Records from a data source
//! Error types for mesh construction and table access.

use plexmesh_core::BufferError;
use std::error::Error;
use std::fmt;

/// Errors arising from mesh construction, table lookup, or topology queries.
#[derive(Clone, Debug, PartialEq)]
pub enum MeshError {
    /// The mesh dimensionality is not 2 or 3.
    InvalidDimension {
        /// The rejected dimensionality.
        ndim: usize,
    },
    /// A count does not fit the `i32` indices stored in connectivity tables.
    CountOverflow {
        /// Which count.
        name: &'static str,
        /// The requested value.
        value: usize,
        /// The largest accepted value.
        max: usize,
    },
    /// Allocating or accessing a table failed.
    Buffer(BufferError),
    /// No table has this name.
    UnknownTable {
        /// The name that was looked up.
        name: String,
    },
    /// A type table holds an id that is unknown or illegal for the mesh.
    IllegalCellType {
        /// `"fctpn"` or `"cltpn"`.
        table: &'static str,
        /// Row of the offending entry.
        index: usize,
        /// The stored id.
        id: i32,
        /// Dimensionality of the mesh.
        ndim: usize,
    },
    /// A node, face, or cell index is past the end of its table.
    IndexOutOfRange {
        /// `"node"`, `"face"`, or `"cell"`.
        what: &'static str,
        /// The requested index.
        index: usize,
        /// Number of entries.
        len: usize,
    },
}

impl fmt::Display for MeshError {
    fn fmt(&self, f: &mut fmt::Formatter<'_>) -> fmt::Result {
        match self {
            Self::InvalidDimension { ndim } => {
                write!(f, "mesh dimensionality must be 2 or 3, got {ndim}")
            }
            Self::CountOverflow { name, value, max } => {
                write!(f, "{name} = {value} exceeds maximum {max}")
            }
            Self::Buffer(e) => write!(f, "table storage: {e}"),
            Self::UnknownTable { name } => write!(f, "no mesh table named '{name}'"),
            Self::IllegalCellType {
                table,
                index,
                id,
                ndim,
            } => write!(
                f,
                "{table}[{index}] holds type id {id}, not a legal shape for a {ndim}-D mesh"
            ),
            Self::IndexOutOfRange { what, index, len } => {
                write!(f, "{what} index {index} out of range (0..{len})")
            }
        }
    }
}

impl Error for MeshError {
    fn source(&self) -> Option<&(dyn Error + 'static)> {
        match self {
            Self::Buffer(e) => Some(e),
            _ => None,
        }
    }
}

impl From<BufferError> for MeshError {
    fn from(e: BufferError) -> Self {
        Self::Buffer(e)
    }
}

#[cfg(test)]
mod tests {
    use super::*;

    #[test]
    fn buffer_errors_convert_and_chain() {
        let err: MeshError = BufferError::AllocationFailed {
            requested: Some(8),
        }
        .into();
        assert!(matches!(err, MeshError::Buffer(_)));
        assert!(err.source().is_some());
    }

    #[test]
    fn messages_name_the_problem() {
        let err = MeshError::UnknownTable {
            name: "ndcrds".into(),
        };
        assert_eq!(err.to_string(), "no mesh table named 'ndcrds'");
        let err = MeshError::InvalidDimension { ndim: 4 };
        assert!(err.to_string().contains("got 4"));
    }
}
//! Small hand-built meshes with known topology.

use plexmesh_mesh::{CellType, StaticMesh};

/// The unit square split along its diagonal into two triangles.
///
/// ```text
/// 3 ---f3--- 2
/// |        / |
/// f4  c1  f2 f1
/// |  /   c0  |
/// 0 ---f0--- 1
/// ```
///
/// Nodes `0..4` sit at `(0,0) (1,0) (1,1) (0,1)`. Cell 0 is `[0,1,2]`, cell 1
/// is `[0,2,3]`. Face 2 (the diagonal) is interior; the other four faces are
/// boundary faces, so `nbound` is 4. Derived geometry tables are left zero.
pub fn two_triangle_mesh() -> StaticMesh {
    let mut mesh = StaticMesh::new(2, 4, 5, 2, 4).expect("fixture mesh allocates");

    mesh.ndcrd_mut()
        .as_mut_slice()
        .copy_from_slice(&[0.0, 0.0, 1.0, 0.0, 1.0, 1.0, 0.0, 1.0]);

    mesh.cltpn_mut().fill(CellType::TRIANGLE.id());
    mesh.fctpn_mut().fill(CellType::LINE.id());

    let cells: [([i32; 3], [i32; 3]); 2] = [([0, 1, 2], [0, 1, 2]), ([0, 2, 3], [2, 3, 4])];
    for (icl, (nodes, faces)) in cells.iter().enumerate() {
        mesh.clnds_mut().row_mut(icl).expect("cell row")[..3].copy_from_slice(nodes);
        mesh.clfcs_mut().row_mut(icl).expect("cell row")[..3].copy_from_slice(faces);
    }

    let faces: [([i32; 2], [i32; 2]); 5] = [
        ([0, 1], [0, -1]),
        ([1, 2], [0, -1]),
        ([2, 0], [0, 1]),
        ([2, 3], [1, -1]),
        ([3, 0], [1, -1]),
    ];
    for (ifc, (nodes, cells)) in faces.iter().enumerate() {
        mesh.fcnds_mut().row_mut(ifc).expect("face row")[..2].copy_from_slice(nodes);
        mesh.fccls_mut().row_mut(ifc).expect("face row").copy_from_slice(cells);
    }

    mesh
}
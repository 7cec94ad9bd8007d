//! Raw buffers, typed arrays, and the dtype-erased array plex.
//!
//! Outside test support, this crate is the only one in the workspace that
//! may contain `unsafe` code. It is confined to the private `raw` helpers
//! and the handful of call sites that turn a pointer into a slice.
//!
//! # Architecture
//!
//! ```text
//! ArrayPlex (one variant per dtype)
//! └── TypedArray<T: Element> (shape, row-major strides)
//!     └── RawBuffer (contiguous bytes + one Release capability)
//!         ├── owned: 64-byte aligned, zeroed, freed on drop
//!         └── borrowed: foreign memory, release callback on drop
//! ```
//!
//! # Ownership
//!
//! Every byte region has exactly one owner. A plex owns its typed array, a
//! typed array owns its buffer, and a buffer invokes its release capability
//! exactly once. Foreign arrays ([`ForeignArray`]) are wrapped without
//! copying; the foreign handle itself moves into the release capability.

#![deny(missing_docs)]
#![deny(rustdoc::broken_intra_doc_links)]
#![deny(unsafe_code)]

pub mod array;
pub mod buffer;
pub mod element;
pub mod foreign;
pub mod plex;
mod raw;

// Public re-exports for the primary API surface.
pub use array::TypedArray;
pub use buffer::{RawBuffer, Release};
pub use element::Element;
pub use foreign::ForeignArray;
pub use plex::ArrayPlex;
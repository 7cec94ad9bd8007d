//! Fill values supplied by loosely-typed callers.

use crate::dtype::{DataKind, DataType};
use crate::error::BufferError;

/// A scalar in its source representation, before conversion to a dtype.
///
/// Integers travel as `i64` and floats as `f64`; conversion into the
/// destination element type happens only after [`FillValue::check`] has
/// confirmed the kind matches the dtype family.
#[derive(Clone, Copy, Debug, PartialEq)]
pub enum FillValue {
    /// A boolean. Accepted only by [`DataType::Bool`].
    Bool(bool),
    /// An integer. Accepted only by integer dtypes.
    Int(i64),
    /// A floating-point number. Accepted only by float dtypes.
    Float(f64),
}

impl FillValue {
    /// Kind of this value.
    pub fn kind(&self) -> DataKind {
        match self {
            Self::Bool(_) => DataKind::Bool,
            Self::Int(_) => DataKind::Integer,
            Self::Float(_) => DataKind::Float,
        }
    }

    /// Verify this value may fill an array of `dtype`.
    pub fn check(&self, dtype: DataType) -> Result<(), BufferError> {
        let expected = dtype.kind();
        let found = self.kind();
        if expected == found {
            Ok(())
        } else {
            Err(BufferError::TypeMismatch { expected, found })
        }
    }
}

impl From<bool> for FillValue {
    fn from(v: bool) -> Self {
        Self::Bool(v)
    }
}

macro_rules! impl_from_int {
    ($($ty:ty),*) => {
        $(
            impl From<$ty> for FillValue {
                fn from(v: $ty) -> Self {
                    Self::Int(v as i64)
                }
            }
        )*
    };
}

// u64 reinterprets its bits, so u64::MAX travels as -1 and narrows back to
// u64::MAX.
impl_from_int!(i8, i16, i32, i64, u8, u16, u32, u64);

impl From<f32> for FillValue {
    fn from(v: f32) -> Self {
        Self::Float(v as f64)
    }
}

impl From<f64> for FillValue {
    fn from(v: f64) -> Self {
        Self::Float(v)
    }
}
//! Unstructured mesh storage for finite-volume solvers.
//!
//! This crate defines the [`CellType`] catalog of supported shapes and
//! [`StaticMesh`], a fixed-size bundle of geometry, meta, and connectivity
//! tables backed by [`plexmesh_buffer::TypedArray`].
//!
//! # Tables
//!
//! - geometry (`f64`): `ndcrd`, `fccnd`, `fcnml`, `fcara`, `clcnd`, `clvol`
//! - meta (`i32`): `fctpn`, `cltpn`, `clgrp`
//! - connectivity (`i32`, padded with [`INVALID_INDEX`]): `fcnds`, `fccls`,
//!   `clnds`, `clfcs`
//!
//! Populating the tables (mesh generation, file import) and computing
//! derived geometry are left to collaborators.

#![deny(missing_docs)]
#![deny(rustdoc::broken_intra_doc_links)]
#![forbid(unsafe_code)]

pub mod celltype;
pub mod config;
pub mod error;
pub mod mesh;

pub use celltype::{CellType, CLNFC_MAX, CLNND_MAX, FCNCL_MAX, FCNND_MAX, NTYPE};
pub use config::MeshConfig;
pub use error::MeshError;
pub use mesh::{MeshArray, StaticMesh, TableGroup, TableMut, TableRef, INVALID_INDEX};
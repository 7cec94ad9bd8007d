//! Topology queries against the two-triangle fixture.

use plexmesh_mesh::{CellType, MeshArray, MeshError, TableRef, INVALID_INDEX};
use plexmesh_test_utils::two_triangle_mesh;

#[test]
fn counts_and_tags() {
    let mesh = two_triangle_mesh();
    assert_eq!(
        (mesh.ndim(), mesh.nnode(), mesh.nface(), mesh.ncell(), mesh.nbound()),
        (2, 4, 5, 2, 4)
    );
    assert!(mesh.validate_type_tags().is_ok());
    for icl in 0..mesh.ncell() {
        assert_eq!(mesh.cell_type(icl).unwrap(), CellType::TRIANGLE);
    }
}

#[test]
fn cells_list_their_nodes_and_faces() {
    let mesh = two_triangle_mesh();
    assert_eq!(mesh.cell_nodes(0).unwrap(), &[0, 1, 2]);
    assert_eq!(mesh.cell_nodes(1).unwrap(), &[0, 2, 3]);
    assert_eq!(mesh.cell_faces(1).unwrap(), &[2, 3, 4]);
    assert_eq!(&mesh.clnds().row(0).unwrap()[3..], &[INVALID_INDEX; 5]);
}

#[test]
fn only_the_diagonal_is_interior() {
    let mesh = two_triangle_mesh();
    let interior: Vec<usize> = (0..mesh.nface())
        .filter(|&ifc| mesh.face_cells(ifc).unwrap().len() == 2)
        .collect();
    assert_eq!(interior, vec![2]);
    assert_eq!(mesh.face_nodes(2).unwrap(), &[2, 0]);
    assert_eq!(mesh.face_cells(2).unwrap().as_slice(), &[0, 1]);
}

#[test]
fn every_cell_face_lists_the_cell() {
    let mesh = two_triangle_mesh();
    for icl in 0..mesh.ncell() {
        for &ifc in mesh.cell_faces(icl).unwrap() {
            let cells = mesh.face_cells(ifc as usize).unwrap();
            assert!(cells.contains(&(icl as i32)));
        }
    }
}

#[test]
fn coordinates_by_name() {
    let mesh = two_triangle_mesh();
    let TableRef::Real(ndcrd) = mesh.table_by_name("ndcrd").unwrap() else {
        panic!("ndcrd must be a geometry table");
    };
    assert_eq!(ndcrd.row(2).unwrap(), &[1.0, 1.0]);
    assert!(mesh.table(MeshArray::Clvol).as_real().is_some());
}

#[test]
fn retagging_a_cell_as_a_solid_is_caught() {
    let mut mesh = two_triangle_mesh();
    mesh.cltpn_mut()
        .set(&[1], CellType::PYRAMID.id())
        .unwrap();
    assert_eq!(
        mesh.validate_type_tags().unwrap_err(),
        MeshError::IllegalCellType {
            table: "cltpn",
            index: 1,
            id: CellType::PYRAMID.id(),
            ndim: 2,
        }
    );
}
//! Optimistic mutations over a broadcast cell.

use std::{
    collections::HashMap,
    fmt,
    future::Future,
    sync::{
        atomic::{AtomicU64, Ordering},
        Arc, Mutex, MutexGuard, PoisonError,
    },
    time::Duration,
};

use futures::future::BoxFuture;
use serde::Serialize;
use tokio::{sync::watch, task::JoinHandle};
use tracing::{debug, info, warn};

use crate::{
    broadcast::BroadcastCell,
    error::{ClientError, ClientResult},
    status::StatusNotifier,
};

#[derive(Debug, Clone, Copy, PartialEq, Eq, Serialize)]
#[serde(rename_all = "snake_case")]
pub enum MutationPhase {
    Idle,
    Applied,
    Confirming,
    Committed,
    RolledBack,
}

type ApplyFn<T> = Box<dyn FnOnce(&T) -> T + Send>;
type RevertFn<T> = Box<dyn FnOnce(&T) -> T + Send>;
type ConfirmFn<T, R> = Box<dyn Fn(Arc<T>) -> BoxFuture<'static, ClientResult<R>> + Send + Sync>;
type MergeFn<T, R> = Box<dyn FnOnce(&T, R) -> T + Send>;
type RefetchFn<T> = Box<dyn Fn() -> BoxFuture<'static, ClientResult<T>> + Send + Sync>;
type AfterCommitFn<T> = Box<dyn FnOnce(Arc<T>) -> BoxFuture<'static, ClientResult<()>> + Send>;

/// What to do with the cell once the remote side accepted the change.
pub enum CommitPolicy<T, R> {
    /// The optimistic snapshot is final.
    KeepOptimistic,
    /// Fold the confirmation result into the latest snapshot.
    Merge(MergeFn<T, R>),
    /// Re-fetch the authoritative snapshot after the settle delay.
    Refetch(RefetchFn<T>),
}

pub struct Mutation<T, R> {
    label: String,
    entity_key: String,
    apply: ApplyFn<T>,
    revert: Option<RevertFn<T>>,
    confirm: ConfirmFn<T, R>,
    commit: CommitPolicy<T, R>,
    retry_on_timeout: bool,
    success_message: Option<String>,
    failure_message: Option<String>,
    after_commit: Option<AfterCommitFn<T>>,
}

impl<T, R> Mutation<T, R>
where
    T: Send + Sync + 'static,
    R: Send + 'static,
{
    /// `confirm` receives the applied snapshot. It may be called twice when
    /// timeout retry is enabled.
    pub fn new<A, C, Fut>(label: impl Into<String>, apply: A, confirm: C) -> Self
    where
        A: FnOnce(&T) -> T + Send + 'static,
        C: Fn(Arc<T>) -> Fut + Send + Sync + 'static,
        Fut: Future<Output = ClientResult<R>> + Send + 'static,
    {
        let label = label.into();
        Self {
            entity_key: label.clone(),
            label,
            apply: Box::new(apply),
            revert: None,
            confirm: Box::new(move |snapshot| Box::pin(confirm(snapshot))),
            commit: CommitPolicy::KeepOptimistic,
            retry_on_timeout: false,
            success_message: None,
            failure_message: None,
            after_commit: None,
        }
    }

    pub fn entity(mut self, key: impl Into<String>) -> Self {
        self.entity_key = key.into();
        self
    }

    /// Undoes this mutation's own change on the latest snapshot when
    /// confirmation fails. Without it the cell goes back to the snapshot taken
    /// before `apply`, discarding anything written to it since.
    pub fn revert(mut self, revert: impl FnOnce(&T) -> T + Send + 'static) -> Self {
        self.revert = Some(Box::new(revert));
        self
    }

    pub fn merge(mut self, merge: impl FnOnce(&T, R) -> T + Send + 'static) -> Self {
        self.commit = CommitPolicy::Merge(Box::new(merge));
        self
    }

    pub fn refetch<F, Fut>(mut self, fetch: F) -> Self
    where
        F: Fn() -> Fut + Send + Sync + 'static,
        Fut: Future<Output = ClientResult<T>> + Send + 'static,
    {
        self.commit = CommitPolicy::Refetch(Box::new(move || Box::pin(fetch())));
        self
    }

    pub fn retry_on_timeout(mut self) -> Self {
        self.retry_on_timeout = true;
        self
    }

    pub fn on_success(mut self, message: impl Into<String>) -> Self {
        self.success_message = Some(message.into());
        self
    }

    pub fn on_failure(mut self, message: impl Into<String>) -> Self {
        self.failure_message = Some(message.into());
        self
    }

    /// Runs once the commit policy has been applied. A failing hook turns the
    /// outcome into an error and replaces the success message with a failure.
    pub fn after_commit<F, Fut>(mut self, hook: F) -> Self
    where
        F: FnOnce(Arc<T>) -> Fut + Send + 'static,
        Fut: Future<Output = ClientResult<()>> + Send + 'static,
    {
        self.after_commit = Some(Box::new(move |snapshot| Box::pin(hook(snapshot))));
        self
    }
}

#[derive(Debug)]
pub struct MutationOutcome {
    pub phase: MutationPhase,
    pub error: Option<ClientError>,
    pub retried: bool,
}

impl MutationOutcome {
    /// True when the remote side accepted the change, even if a post-commit
    /// hook failed afterwards.
    pub fn is_committed(&self) -> bool {
        self.phase == MutationPhase::Committed
    }

    pub fn into_result(self) -> ClientResult<()> {
        match self.error {
            Some(err) => Err(err),
            None => Ok(()),
        }
    }
}

pub struct MutationHandle {
    phase: watch::Receiver<MutationPhase>,
    task: JoinHandle<MutationOutcome>,
}

impl MutationHandle {
    pub fn phase(&self) -> MutationPhase {
        *self.phase.borrow()
    }

    pub async fn settled(self) -> MutationOutcome {
        let last_phase = *self.phase.borrow();
        match self.task.await {
            Ok(outcome) => outcome,
            Err(err) => MutationOutcome {
                phase: last_phase,
                error: Some(ClientError::network(format!(
                    "mutation task ended early: {err}"
                ))),
                retried: false,
            },
        }
    }
}

struct Reconciliations {
    next_id: AtomicU64,
    pending: Mutex<HashMap<String, (u64, JoinHandle<()>)>>,
}

impl Reconciliations {
    fn lock(&self) -> MutexGuard<'_, HashMap<String, (u64, JoinHandle<()>)>> {
        self.pending.lock().unwrap_or_else(PoisonError::into_inner)
    }

    fn cancel(&self, name: &'static str, key: &str) {
        if let Some((_, handle)) = self.lock().remove(key) {
            handle.abort();
            debug!(coordinator = name, entity = key, "optimistic: pending refetch superseded");
        }
    }
}

pub struct MutationCoordinator<T> {
    name: &'static str,
    cell: Arc<BroadcastCell<T>>,
    status: Arc<StatusNotifier>,
    settle_delay: Duration,
    reconciliations: Arc<Reconciliations>,
}

impl<T> MutationCoordinator<T>
where
    T: Clone + Send + Sync + 'static,
{
    pub fn new(
        name: &'static str,
        cell: Arc<BroadcastCell<T>>,
        status: Arc<StatusNotifier>,
        settle_delay: Duration,
    ) -> Self {
        Self {
            name,
            cell,
            status,
            settle_delay,
            reconciliations: Arc::new(Reconciliations {
                next_id: AtomicU64::new(0),
                pending: Mutex::new(HashMap::new()),
            }),
        }
    }

    pub fn cell(&self) -> &Arc<BroadcastCell<T>> {
        &self.cell
    }

    pub fn pending_reconciliations(&self) -> usize {
        self.reconciliations.lock().len()
    }

    /// Applies the change to the cell immediately and starts confirmation.
    /// Must be called from within a tokio runtime.
    pub fn submit<R: Send + 'static>(&self, mutation: Mutation<T, R>) -> MutationHandle {
        let Mutation {
            label,
            entity_key,
            apply,
            revert,
            confirm,
            commit,
            retry_on_timeout,
            success_message,
            failure_message,
            after_commit,
        } = mutation;

        let (phase_tx, phase_rx) = watch::channel(MutationPhase::Idle);
        self.reconciliations.cancel(self.name, &entity_key);

        let before = self.cell.current();
        let applied = self.cell.update(apply);
        phase_tx.send_replace(MutationPhase::Applied);
        debug!(
            coordinator = self.name,
            mutation = %label,
            entity = %entity_key,
            "optimistic: change applied"
        );

        let name = self.name;
        let cell = Arc::clone(&self.cell);
        let status = Arc::clone(&self.status);
        let reconciliations = Arc::clone(&self.reconciliations);
        let settle_delay = self.settle_delay;

        let task = tokio::spawn(async move {
            phase_tx.send_replace(MutationPhase::Confirming);
            let mut retried = false;
            let mut result = confirm(Arc::clone(&applied)).await;
            if retry_on_timeout && matches!(&result, Err(err) if err.is_timeout()) {
                warn!(
                    coordinator = name,
                    mutation = %label,
                    "optimistic: confirmation timed out; retrying once"
                );
                retried = true;
                result = confirm(Arc::clone(&applied)).await;
            }

            match result {
                Ok(remote) => {
                    let committed = match commit {
                        CommitPolicy::KeepOptimistic => applied,
                        CommitPolicy::Merge(merge) => cell.update(|current| merge(current, remote)),
                        CommitPolicy::Refetch(fetch) => {
                            schedule_refetch(
                                name,
                                &reconciliations,
                                entity_key.clone(),
                                settle_delay,
                                fetch,
                                Arc::clone(&cell),
                            );
                            applied
                        }
                    };
                    let hook_error = match after_commit {
                        Some(hook) => hook(committed).await.err(),
                        None => None,
                    };
                    match &hook_error {
                        Some(err) => {
                            warn!(
                                coordinator = name,
                                mutation = %label,
                                error = %err,
                                "optimistic: post-commit hook failed"
                            );
                            status.failure(err.user_message());
                        }
                        None => {
                            if let Some(message) = success_message {
                                status.success(message);
                            }
                        }
                    }
                    phase_tx.send_replace(MutationPhase::Committed);
                    info!(coordinator = name, mutation = %label, retried, "optimistic: committed");
                    MutationOutcome {
                        phase: MutationPhase::Committed,
                        error: hook_error,
                        retried,
                    }
                }
                Err(err) => {
                    match revert {
                        Some(revert) => {
                            cell.update(revert);
                        }
                        None => cell.replace(T::clone(&before)),
                    }
                    let message = match failure_message {
                        Some(prefix) => format!("{prefix}: {}", err.user_message()),
                        None => err.user_message(),
                    };
                    status.failure(message);
                    phase_tx.send_replace(MutationPhase::RolledBack);
                    warn!(
                        coordinator = name,
                        mutation = %label,
                        retried,
                        error = %err,
                        "optimistic: rolled back"
                    );
                    MutationOutcome {
                        phase: MutationPhase::RolledBack,
                        error: Some(err),
                        retried,
                    }
                }
            }
        });

        MutationHandle {
            phase: phase_rx,
            task,
        }
    }
}

impl<T> fmt::Debug for MutationCoordinator<T> {
    fn fmt(&self, f: &mut fmt::Formatter<'_>) -> fmt::Result {
        f.debug_struct("MutationCoordinator")
            .field("name", &self.name)
            .field("settle_delay", &self.settle_delay)
            .finish()
    }
}

fn schedule_refetch<T: Send + Sync + 'static>(
    name: &'static str,
    reconciliations: &Arc<Reconciliations>,
    entity_key: String,
    delay: Duration,
    fetch: RefetchFn<T>,
    cell: Arc<BroadcastCell<T>>,
) {
    let mut pending = reconciliations.lock();
    if let Some((_, previous)) = pending.remove(&entity_key) {
        previous.abort();
        debug!(coordinator = name, entity = %entity_key, "optimistic: pending refetch superseded");
    }

    let id = reconciliations.next_id.fetch_add(1, Ordering::SeqCst);
    let registry = Arc::clone(reconciliations);
    let key = entity_key.clone();
    let handle = tokio::spawn(async move {
        tokio::time::sleep(delay).await;
        match fetch().await {
            Ok(snapshot) => {
                cell.replace(snapshot);
                debug!(coordinator = name, entity = %key, "optimistic: refetch applied");
            }
            Err(err) => {
                warn!(
                    coordinator = name,
                    entity = %key,
                    error = %err,
                    "optimistic: refetch failed; keeping optimistic snapshot"
                );
            }
        }
        let mut pending = registry.lock();
        if pending.get(&key).is_some_and(|(current, _)| *current == id) {
            pending.remove(&key);
        }
    });
    pending.insert(entity_key, (id, handle));
}

#[cfg(test)]
#[path = "tests/optimistic_tests.rs"]
mod tests;
use serde::{Deserialize, Serialize};

use crate::domain::{AddressId, OrderId, ProductId, Role, UserId};

#[derive(Debug, Clone, Serialize, Deserialize)]
pub struct LoginRequest {
    pub email: String,
    pub password: String,
}

#[derive(Debug, Clone, Serialize, Deserialize)]
#[serde(rename_all = "camelCase")]
pub struct LoginResponse {
    pub token: String,
    pub role: Role,
    pub email: String,
    #[serde(default, skip_serializing_if = "Option::is_none")]
    pub user_id: Option<i64>,
    #[serde(default, skip_serializing_if = "Option::is_none")]
    pub id: Option<i64>,
}

#[derive(Debug, Clone, Serialize, Deserialize)]
pub struct RegisterRequest {
    pub name: String,
    pub email: String,
    pub password: String,
    pub role: Role,
}

#[derive(Debug, Clone, Serialize, Deserialize)]
pub struct RegisterResponse {
    #[serde(default)]
    pub message: String,
    #[serde(default)]
    pub email: String,
}

#[derive(Debug, Clone, Serialize, Deserialize)]
pub struct ForgotPasswordRequest {
    pub email: String,
}

#[derive(Debug, Clone, Serialize, Deserialize)]
#[serde(rename_all = "camelCase")]
pub struct CartAddQuery {
    pub user_id: i64,
    pub product_id: i64,
    pub qty: u32,
}

#[derive(Debug, Clone, Serialize, Deserialize)]
#[serde(rename_all = "camelCase")]
pub struct CartRemoveQuery {
    pub user_id: i64,
    pub product_id: i64,
}

/// Body of `POST /order/place/{userId}`; serializes to `{}` without an address.
#[derive(Debug, Clone, Default, Serialize, Deserialize)]
#[serde(rename_all = "camelCase")]
pub struct PlaceOrderRequest {
    #[serde(default, skip_serializing_if = "Option::is_none")]
    pub address_id: Option<AddressId>,
}

#[derive(Debug, Clone, Default, Serialize, Deserialize)]
#[serde(rename_all = "camelCase")]
pub struct OrderPlacedResponse {
    #[serde(default)]
    pub order_id: Option<OrderId>,
    #[serde(default)]
    pub status: Option<String>,
    #[serde(default)]
    pub user_id: Option<UserId>,
}

#[derive(Debug, Clone, Serialize, Deserialize)]
#[serde(rename_all = "camelCase")]
pub struct FavoriteAddRequest {
    pub user_id: UserId,
    pub product_id: ProductId,
}

#[derive(Debug, Clone, Default, Serialize, Deserialize)]
#[serde(rename_all = "camelCase")]
pub struct DashboardSummary {
    #[serde(default)]
    pub total_orders: usize,
    #[serde(default)]
    pub total_revenue: Option<f64>,
    #[serde(default)]
    pub total_products: Option<usize>,
    #[serde(default)]
    pub order_details: Vec<serde_json::Value>,
}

● **TASK REQUIREMENTS**
Would you print exactly the lines from the first line of the entries above through the line that has "pub enum MeshError", both included, and stop there?

● **EXPECTED ANSWER**
//! Error types for mesh construction and table access.

use plexmesh_core::BufferError;
use std::error::Error;
use std::fmt;

/// Errors arising from mesh construction, table lookup, or topology queries.
#[derive(Clone, Debug, PartialEq)]
pub enum MeshError {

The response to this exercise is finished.